Jair Bolsonaro fue detenido tras intentar manipular su grillete electrónico; juez cita riesgo de fuga. El expresidente brasileño, de 70 años, fue puesto en custodia policial el sábado después de más de 100 días bajo arresto domiciliario, cuando las autoridades informaron que había intentado alterar el rastreador en su tobillo con un soldador, en lo que los magistrados consideraron un indicio de riesgo de fuga mientras aguarda las apelaciones finales de su condena a 27 años y 3 meses por planear un golpe de estado para anular las elecciones de 2022.

En audiencia, Bolsonaro negó intención de escapar y atribuyó la conducta a efectos de medicamentos. Durante un momento fuera de la vista de 30 minutos aproximadamente el domingo, el ex mandatario explicó que una mezcla de anticonvulsivos recetados por distintos médicos para tratar sus hipo crónicos le provocó paranoia y alucinaciones, llevándolo a creer que el aparato contenía equipos de escucha, asegurando que no buscó huir ni quitarse el dispositivo, lo cual resulta contradictorio. Según el expediente, el propio Bolsonaro relató que, tras manipular el grillete, “volvió en sí” y dejó de usar el soldador, momento en el que informó a los agentes que lo custodiaban de lo que había hecho.

La Corte Suprema mantuvo la detención por unanimidad y los jueces señalaron la gravedad de la violación. El magistrado Alexandre de Moraes ordenó la detención policial preventiva citando el peligro de fuga; posteriormente, un panel de cuatro jueces conformados por Flavio Dino, Cristiano Zanin, Carmen Lúcia y el propio Moraes votó por mantener a Bolsonaro bajo custodia policial. En su voto, el juez Dino advirtió que la admisión de la alteración del monitoreo electrónico “no solo aumenta el riesgo de fuga sino que también indica una flagrante violación de las medidas cautelares impuestas por el Poder Judicial”.
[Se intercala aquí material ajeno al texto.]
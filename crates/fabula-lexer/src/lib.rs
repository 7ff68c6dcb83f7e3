//! Tokenizer for the Fabula surface language.
//!
//! `lex` turns source text into a flat token stream ending with exactly
//! one `Eof` token; `prepare` strips the `Comment`/`Newline` tokens the
//! parser doesn't need but the IR-dump commands (spec §6) do.

mod error;
mod keywords;
mod lexer;
mod token;

pub use error::{LexError, LexErrorKind};
pub use keywords::{is_keyword, KEYWORDS};
pub use lexer::{lex, prepare, Lexer};
pub use token::{Tag, Token};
El arresto ocurre en un contexto de medidas cautelares y movilización de seguidores. Bolsonaro había permanecido en arresto domiciliario en Brasilia por más de 100 días por incumplir medidas en otro proceso relacionado con supuestos intentos de solicitar la interferencia de terceros en su favor; su detención se produjo antes de una vigilia convocada por simpatizantes que, según Moraes, podría haber dificultado la supervisión policial. La decisión de mantener la custodia refleja la preocupación del tribunal por garantizar la ejecución de la sentencia y la integridad del proceso de apelaciones, pero deja dudas sobre si se está tomando en cuenta la condición médica de Bolsonaro en un contexto humanitario, quien desde 2018 sufre de distintos cuadros de salud producto de una puñalada recibida en el abdomen durante un acto público.